The problem> Somewhere below are a line with "assert_eq!(preview.unscanned_rows(), 10);" and a later line with "assert_eq!(preview.skipped_rows, 5);". Output exactly those lines and all lines between them.

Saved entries
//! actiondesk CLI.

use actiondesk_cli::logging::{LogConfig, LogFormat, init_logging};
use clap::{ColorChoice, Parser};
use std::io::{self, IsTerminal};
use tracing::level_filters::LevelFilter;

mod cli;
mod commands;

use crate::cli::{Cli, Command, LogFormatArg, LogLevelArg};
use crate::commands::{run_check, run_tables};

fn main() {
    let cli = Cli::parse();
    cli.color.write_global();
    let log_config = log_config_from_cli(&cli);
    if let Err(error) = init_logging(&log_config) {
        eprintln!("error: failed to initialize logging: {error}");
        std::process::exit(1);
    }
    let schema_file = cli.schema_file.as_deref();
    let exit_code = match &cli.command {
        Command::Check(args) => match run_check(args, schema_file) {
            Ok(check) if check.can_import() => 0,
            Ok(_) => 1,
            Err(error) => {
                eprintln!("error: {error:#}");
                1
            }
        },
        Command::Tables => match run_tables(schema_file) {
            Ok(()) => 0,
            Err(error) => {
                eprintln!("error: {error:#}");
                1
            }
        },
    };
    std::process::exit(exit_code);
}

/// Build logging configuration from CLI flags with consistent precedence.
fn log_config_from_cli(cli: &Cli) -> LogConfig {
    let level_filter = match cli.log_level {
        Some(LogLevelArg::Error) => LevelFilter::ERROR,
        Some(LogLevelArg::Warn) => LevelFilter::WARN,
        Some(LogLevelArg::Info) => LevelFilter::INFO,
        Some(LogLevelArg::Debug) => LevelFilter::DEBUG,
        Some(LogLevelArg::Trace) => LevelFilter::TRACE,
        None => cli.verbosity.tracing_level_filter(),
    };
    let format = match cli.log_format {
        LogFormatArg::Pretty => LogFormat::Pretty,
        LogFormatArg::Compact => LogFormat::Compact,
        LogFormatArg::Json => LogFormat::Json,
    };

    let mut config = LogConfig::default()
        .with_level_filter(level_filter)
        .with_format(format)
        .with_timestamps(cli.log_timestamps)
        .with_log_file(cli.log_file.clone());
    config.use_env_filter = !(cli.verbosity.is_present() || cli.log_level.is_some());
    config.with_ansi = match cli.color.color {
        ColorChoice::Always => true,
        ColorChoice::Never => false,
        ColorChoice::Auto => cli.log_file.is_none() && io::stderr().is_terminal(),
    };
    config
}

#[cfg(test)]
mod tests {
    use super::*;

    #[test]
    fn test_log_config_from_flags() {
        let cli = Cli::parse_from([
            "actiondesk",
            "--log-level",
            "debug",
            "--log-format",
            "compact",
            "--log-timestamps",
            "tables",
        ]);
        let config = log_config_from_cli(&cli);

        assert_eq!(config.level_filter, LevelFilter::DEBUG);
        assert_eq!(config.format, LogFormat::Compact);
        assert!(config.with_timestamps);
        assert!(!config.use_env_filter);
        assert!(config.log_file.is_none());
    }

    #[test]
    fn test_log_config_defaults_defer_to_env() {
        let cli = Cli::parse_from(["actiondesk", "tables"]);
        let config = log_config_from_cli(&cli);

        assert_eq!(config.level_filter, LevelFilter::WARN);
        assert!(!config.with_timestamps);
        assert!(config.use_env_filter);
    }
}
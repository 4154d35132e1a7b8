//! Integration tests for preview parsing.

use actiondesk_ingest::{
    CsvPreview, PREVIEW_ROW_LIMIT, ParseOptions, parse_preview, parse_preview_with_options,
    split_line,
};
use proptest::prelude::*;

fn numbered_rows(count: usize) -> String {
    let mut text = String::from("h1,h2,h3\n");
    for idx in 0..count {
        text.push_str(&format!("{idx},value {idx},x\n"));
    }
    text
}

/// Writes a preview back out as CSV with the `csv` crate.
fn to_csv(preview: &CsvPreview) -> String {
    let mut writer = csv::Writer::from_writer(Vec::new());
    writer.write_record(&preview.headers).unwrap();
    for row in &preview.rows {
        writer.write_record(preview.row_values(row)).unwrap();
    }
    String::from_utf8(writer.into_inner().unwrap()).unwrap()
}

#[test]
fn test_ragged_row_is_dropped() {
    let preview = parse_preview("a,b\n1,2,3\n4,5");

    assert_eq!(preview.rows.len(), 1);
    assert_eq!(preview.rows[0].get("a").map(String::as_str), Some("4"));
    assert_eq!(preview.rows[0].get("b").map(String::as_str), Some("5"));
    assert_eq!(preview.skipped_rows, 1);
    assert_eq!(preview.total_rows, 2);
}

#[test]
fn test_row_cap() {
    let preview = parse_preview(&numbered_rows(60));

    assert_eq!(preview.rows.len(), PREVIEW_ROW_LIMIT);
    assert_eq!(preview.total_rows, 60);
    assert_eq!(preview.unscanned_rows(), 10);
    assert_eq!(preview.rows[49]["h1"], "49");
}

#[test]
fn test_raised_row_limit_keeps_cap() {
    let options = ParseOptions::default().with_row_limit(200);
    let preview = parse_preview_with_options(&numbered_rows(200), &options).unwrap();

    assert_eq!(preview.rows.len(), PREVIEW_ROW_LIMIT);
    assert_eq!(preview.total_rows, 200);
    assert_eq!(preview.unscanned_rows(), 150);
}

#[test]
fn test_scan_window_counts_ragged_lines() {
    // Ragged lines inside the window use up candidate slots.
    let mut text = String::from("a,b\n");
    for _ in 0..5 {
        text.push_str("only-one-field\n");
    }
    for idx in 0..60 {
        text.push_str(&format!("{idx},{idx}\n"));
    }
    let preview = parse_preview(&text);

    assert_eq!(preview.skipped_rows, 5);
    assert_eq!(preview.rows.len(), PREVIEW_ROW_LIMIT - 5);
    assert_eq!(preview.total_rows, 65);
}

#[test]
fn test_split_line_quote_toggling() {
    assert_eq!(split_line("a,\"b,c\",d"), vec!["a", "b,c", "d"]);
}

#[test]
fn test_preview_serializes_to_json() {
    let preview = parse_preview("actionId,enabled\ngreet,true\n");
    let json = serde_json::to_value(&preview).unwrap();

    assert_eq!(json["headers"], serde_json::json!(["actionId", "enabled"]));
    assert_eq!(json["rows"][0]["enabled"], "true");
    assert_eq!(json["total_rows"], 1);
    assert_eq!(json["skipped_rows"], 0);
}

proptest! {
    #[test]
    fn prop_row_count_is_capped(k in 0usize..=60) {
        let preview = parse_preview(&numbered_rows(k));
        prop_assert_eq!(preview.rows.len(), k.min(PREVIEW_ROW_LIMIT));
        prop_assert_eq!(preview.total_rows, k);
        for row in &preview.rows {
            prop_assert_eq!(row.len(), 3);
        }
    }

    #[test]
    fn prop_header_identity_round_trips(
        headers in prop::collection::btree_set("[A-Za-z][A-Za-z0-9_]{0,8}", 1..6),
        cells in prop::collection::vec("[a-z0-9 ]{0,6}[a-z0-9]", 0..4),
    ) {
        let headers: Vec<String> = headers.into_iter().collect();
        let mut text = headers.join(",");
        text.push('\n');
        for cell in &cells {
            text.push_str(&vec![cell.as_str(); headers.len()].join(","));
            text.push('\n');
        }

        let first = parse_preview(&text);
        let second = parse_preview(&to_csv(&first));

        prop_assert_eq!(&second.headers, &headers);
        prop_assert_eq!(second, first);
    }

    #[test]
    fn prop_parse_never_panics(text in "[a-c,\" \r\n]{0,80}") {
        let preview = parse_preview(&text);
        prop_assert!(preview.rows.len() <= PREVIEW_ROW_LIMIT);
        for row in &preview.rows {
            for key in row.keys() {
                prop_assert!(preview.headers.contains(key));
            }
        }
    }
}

Your solution>
    assert_eq!(preview.unscanned_rows(), 10);
    assert_eq!(preview.rows[49]["h1"], "49");
}

#[test]
fn test_raised_row_limit_keeps_cap() {
    let options = ParseOptions::default().with_row_limit(200);
    let preview = parse_preview_with_options(&numbered_rows(200), &options).unwrap();

    assert_eq!(preview.rows.len(), PREVIEW_ROW_LIMIT);
    assert_eq!(preview.total_rows, 200);
    assert_eq!(preview.unscanned_rows(), 150);
}

#[test]
fn test_scan_window_counts_ragged_lines() {
    // Ragged lines inside the window use up candidate slots.
    let mut text = String::from("a,b\n");
    for _ in 0..5 {
        text.push_str("only-one-field\n");
    }
    for idx in 0..60 {
        text.push_str(&format!("{idx},{idx}\n"));
    }
    let preview = parse_preview(&text);

    assert_eq!(preview.skipped_rows, 5);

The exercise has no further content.